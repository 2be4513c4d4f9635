//! String literal lexing.
//!
//! Strings are delimited by `'` or `"` and must close with the quote that
//! opened them, on the same line. Content is taken verbatim: there are no
//! escape sequences.

use crate::chars::is_newline;
use crate::error::Result;
use crate::token::{TokenKind, TokenValue};
use crate::Lexer;

impl<'a> Lexer<'a> {
    /// Lexes a string literal.
    ///
    /// # Returns
    ///
    /// `Ok` after appending a `String` token holding the unquoted content,
    /// or `MalformedString` if a newline or the end of input arrives before
    /// the closing quote.
    pub(crate) fn read_string(&mut self) -> Result<()> {
        let quote = self.cursor.advance();
        let content_start = self.cursor.position();

        loop {
            if self.cursor.is_at_end() {
                return Err(self.malformed_string());
            }

            let c = self.cursor.current();
            if c == quote {
                let content = self.cursor.slice_from(content_start).to_string();
                self.cursor.advance();
                self.push_token(TokenKind::String, TokenValue::Text(content));
                return Ok(());
            }

            if is_newline(c) {
                return Err(self.malformed_string());
            }

            self.cursor.advance();
        }
    }
}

___

## [Brief]
Say how many lines of the listing above contain "self". Include nothing besides the number.

## [Reply to the task]
11